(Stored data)
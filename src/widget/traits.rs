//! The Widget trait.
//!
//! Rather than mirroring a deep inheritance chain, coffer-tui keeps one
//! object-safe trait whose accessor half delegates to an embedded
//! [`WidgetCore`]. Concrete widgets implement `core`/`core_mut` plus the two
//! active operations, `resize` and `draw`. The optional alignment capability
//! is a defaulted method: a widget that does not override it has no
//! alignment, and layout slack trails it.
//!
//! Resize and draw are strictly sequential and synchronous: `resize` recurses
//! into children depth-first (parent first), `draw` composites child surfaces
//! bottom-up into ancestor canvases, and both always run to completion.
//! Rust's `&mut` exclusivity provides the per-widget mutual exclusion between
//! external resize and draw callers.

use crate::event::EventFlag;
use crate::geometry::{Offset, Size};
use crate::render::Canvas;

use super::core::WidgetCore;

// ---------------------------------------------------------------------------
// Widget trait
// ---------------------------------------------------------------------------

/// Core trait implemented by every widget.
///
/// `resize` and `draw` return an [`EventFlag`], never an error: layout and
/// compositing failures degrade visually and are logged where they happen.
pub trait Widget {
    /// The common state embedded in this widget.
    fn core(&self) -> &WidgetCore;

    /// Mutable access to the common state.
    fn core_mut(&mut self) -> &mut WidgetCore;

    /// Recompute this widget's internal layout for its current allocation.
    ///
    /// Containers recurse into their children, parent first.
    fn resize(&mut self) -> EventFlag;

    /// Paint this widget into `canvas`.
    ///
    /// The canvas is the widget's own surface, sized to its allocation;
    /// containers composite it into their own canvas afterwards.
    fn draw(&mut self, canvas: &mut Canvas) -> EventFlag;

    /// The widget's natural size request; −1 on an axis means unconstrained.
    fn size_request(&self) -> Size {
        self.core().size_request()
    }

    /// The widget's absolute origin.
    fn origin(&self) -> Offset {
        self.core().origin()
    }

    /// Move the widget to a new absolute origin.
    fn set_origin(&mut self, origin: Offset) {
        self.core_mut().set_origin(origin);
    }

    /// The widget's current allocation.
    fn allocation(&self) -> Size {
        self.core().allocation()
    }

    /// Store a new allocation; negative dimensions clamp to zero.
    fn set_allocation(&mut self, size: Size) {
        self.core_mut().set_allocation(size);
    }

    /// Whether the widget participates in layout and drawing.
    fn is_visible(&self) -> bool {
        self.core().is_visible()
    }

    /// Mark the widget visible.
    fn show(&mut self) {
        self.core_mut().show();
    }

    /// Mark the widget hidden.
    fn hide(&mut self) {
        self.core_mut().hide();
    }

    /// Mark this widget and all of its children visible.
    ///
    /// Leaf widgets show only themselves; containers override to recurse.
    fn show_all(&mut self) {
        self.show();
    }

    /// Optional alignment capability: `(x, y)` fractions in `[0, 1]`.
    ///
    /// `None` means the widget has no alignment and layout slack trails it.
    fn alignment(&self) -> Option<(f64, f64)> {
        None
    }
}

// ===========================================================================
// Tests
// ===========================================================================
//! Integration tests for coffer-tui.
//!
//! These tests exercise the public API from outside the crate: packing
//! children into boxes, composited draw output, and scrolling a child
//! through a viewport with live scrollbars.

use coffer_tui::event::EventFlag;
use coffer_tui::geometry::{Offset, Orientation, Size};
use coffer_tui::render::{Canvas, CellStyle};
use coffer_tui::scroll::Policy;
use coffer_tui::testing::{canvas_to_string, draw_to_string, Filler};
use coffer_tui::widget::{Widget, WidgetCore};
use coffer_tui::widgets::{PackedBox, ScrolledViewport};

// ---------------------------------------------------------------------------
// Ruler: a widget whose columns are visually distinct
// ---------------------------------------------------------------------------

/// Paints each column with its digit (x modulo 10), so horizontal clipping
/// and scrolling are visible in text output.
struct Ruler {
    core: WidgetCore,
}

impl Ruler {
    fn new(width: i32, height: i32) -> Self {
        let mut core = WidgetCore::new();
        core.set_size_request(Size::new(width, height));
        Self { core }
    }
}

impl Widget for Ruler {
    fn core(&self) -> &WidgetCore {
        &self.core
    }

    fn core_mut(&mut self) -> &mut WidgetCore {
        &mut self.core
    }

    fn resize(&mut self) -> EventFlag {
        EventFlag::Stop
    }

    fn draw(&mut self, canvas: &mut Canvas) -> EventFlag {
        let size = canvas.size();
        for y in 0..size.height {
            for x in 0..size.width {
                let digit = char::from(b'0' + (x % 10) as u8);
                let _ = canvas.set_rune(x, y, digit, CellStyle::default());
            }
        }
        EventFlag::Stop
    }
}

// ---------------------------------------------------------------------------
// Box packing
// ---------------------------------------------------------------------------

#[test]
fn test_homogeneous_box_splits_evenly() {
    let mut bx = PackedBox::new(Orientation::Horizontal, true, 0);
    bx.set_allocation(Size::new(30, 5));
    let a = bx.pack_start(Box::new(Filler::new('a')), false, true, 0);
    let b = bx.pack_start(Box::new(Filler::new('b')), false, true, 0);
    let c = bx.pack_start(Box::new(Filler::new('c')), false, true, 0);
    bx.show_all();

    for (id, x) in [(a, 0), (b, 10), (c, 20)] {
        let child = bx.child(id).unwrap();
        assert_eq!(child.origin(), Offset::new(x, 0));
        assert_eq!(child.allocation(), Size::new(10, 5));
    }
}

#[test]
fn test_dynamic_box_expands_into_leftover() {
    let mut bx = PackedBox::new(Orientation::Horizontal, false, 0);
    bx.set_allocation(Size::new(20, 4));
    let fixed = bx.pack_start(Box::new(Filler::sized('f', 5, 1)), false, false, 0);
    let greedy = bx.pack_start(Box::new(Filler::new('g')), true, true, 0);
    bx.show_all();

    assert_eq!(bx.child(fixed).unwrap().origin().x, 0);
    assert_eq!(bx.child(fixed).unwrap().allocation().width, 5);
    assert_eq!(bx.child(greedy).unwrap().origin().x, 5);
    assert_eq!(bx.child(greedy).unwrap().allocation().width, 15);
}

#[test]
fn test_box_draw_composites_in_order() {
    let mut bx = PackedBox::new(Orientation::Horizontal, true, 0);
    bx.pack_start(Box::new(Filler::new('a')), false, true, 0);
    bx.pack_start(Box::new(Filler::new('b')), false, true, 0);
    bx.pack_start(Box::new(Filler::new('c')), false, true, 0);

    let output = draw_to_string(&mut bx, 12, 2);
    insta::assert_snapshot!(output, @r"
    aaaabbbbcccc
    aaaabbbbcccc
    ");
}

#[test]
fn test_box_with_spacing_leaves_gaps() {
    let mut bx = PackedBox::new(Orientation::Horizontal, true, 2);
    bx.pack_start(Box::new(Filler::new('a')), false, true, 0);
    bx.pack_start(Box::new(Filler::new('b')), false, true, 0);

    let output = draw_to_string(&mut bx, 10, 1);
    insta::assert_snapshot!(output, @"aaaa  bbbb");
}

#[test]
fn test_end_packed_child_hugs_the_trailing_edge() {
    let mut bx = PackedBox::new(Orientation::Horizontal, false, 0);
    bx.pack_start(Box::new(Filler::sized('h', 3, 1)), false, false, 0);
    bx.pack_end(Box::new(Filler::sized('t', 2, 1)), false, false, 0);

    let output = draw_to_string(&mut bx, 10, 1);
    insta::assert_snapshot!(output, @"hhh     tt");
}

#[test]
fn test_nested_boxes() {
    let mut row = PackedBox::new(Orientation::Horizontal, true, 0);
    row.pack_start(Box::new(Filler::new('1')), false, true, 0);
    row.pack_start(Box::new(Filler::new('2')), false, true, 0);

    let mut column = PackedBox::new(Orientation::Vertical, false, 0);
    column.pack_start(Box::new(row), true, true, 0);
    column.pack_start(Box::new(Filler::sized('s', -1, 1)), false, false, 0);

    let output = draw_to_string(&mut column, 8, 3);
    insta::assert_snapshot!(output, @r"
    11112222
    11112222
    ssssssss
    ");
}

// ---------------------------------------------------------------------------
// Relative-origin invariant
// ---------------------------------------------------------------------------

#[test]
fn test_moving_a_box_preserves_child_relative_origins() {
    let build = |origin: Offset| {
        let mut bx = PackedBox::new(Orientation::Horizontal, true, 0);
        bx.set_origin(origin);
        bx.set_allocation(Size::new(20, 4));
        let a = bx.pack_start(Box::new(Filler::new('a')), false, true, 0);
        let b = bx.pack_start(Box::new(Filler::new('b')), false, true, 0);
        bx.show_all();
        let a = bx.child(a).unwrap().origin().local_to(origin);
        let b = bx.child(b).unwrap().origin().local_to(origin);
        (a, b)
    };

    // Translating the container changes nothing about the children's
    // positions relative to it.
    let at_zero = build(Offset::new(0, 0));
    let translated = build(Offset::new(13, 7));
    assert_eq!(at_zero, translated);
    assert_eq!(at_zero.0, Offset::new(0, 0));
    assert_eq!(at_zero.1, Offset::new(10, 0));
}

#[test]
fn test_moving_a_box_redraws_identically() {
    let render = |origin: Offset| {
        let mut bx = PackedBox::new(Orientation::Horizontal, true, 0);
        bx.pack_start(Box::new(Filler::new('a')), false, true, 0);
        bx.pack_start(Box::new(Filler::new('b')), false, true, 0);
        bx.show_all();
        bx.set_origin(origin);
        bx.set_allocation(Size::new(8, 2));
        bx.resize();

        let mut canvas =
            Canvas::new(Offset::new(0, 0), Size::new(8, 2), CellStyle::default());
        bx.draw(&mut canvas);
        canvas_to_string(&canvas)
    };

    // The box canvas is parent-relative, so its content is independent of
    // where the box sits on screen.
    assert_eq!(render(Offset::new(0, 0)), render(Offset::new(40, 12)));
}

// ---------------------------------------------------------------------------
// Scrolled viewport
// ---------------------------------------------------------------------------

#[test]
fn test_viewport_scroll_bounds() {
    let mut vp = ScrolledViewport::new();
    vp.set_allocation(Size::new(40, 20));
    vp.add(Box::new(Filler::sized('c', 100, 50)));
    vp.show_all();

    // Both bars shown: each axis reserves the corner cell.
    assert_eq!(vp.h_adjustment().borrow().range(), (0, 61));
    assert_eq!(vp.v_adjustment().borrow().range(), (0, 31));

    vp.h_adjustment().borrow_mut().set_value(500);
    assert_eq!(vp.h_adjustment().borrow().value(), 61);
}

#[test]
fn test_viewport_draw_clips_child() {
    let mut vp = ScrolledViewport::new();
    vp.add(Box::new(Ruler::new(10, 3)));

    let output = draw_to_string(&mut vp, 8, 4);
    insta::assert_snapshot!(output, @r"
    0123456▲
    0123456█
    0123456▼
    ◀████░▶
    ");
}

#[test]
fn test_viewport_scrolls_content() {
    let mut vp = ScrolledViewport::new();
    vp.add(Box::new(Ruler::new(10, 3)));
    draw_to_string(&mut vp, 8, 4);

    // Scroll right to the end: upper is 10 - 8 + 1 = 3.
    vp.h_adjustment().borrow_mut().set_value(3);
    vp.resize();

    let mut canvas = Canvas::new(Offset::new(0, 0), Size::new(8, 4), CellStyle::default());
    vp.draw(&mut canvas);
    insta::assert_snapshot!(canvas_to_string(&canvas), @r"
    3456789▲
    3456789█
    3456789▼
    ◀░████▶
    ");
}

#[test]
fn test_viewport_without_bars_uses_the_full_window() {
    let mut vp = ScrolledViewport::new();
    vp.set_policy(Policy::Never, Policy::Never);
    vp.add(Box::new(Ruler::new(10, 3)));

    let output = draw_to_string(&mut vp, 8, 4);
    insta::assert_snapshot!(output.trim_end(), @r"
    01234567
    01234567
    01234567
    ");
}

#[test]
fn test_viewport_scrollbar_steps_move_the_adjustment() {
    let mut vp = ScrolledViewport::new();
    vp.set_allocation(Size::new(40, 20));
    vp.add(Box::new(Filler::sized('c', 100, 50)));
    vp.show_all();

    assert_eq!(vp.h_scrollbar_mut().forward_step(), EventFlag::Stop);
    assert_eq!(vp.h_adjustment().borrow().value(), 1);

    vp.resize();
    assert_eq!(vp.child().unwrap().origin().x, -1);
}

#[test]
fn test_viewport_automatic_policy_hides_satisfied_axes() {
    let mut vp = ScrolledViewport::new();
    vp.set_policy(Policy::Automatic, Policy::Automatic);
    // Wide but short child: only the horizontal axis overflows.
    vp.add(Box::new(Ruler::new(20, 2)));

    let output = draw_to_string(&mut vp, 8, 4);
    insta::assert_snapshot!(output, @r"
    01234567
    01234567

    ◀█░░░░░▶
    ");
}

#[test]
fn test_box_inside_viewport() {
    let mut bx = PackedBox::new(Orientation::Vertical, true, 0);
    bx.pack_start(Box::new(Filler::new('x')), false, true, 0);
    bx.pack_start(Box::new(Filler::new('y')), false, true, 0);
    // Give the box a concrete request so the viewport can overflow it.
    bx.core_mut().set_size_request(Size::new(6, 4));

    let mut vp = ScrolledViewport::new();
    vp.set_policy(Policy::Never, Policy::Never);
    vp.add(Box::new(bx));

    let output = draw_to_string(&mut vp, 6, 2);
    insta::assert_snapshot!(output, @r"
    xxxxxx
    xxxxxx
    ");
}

**TASK BRIEF**
From the entries, report each line that includes the word "only".

**OUTPUT**
    /// Leaf widgets show only themselves; containers override to recurse.
    // Wide but short child: only the horizontal axis overflows.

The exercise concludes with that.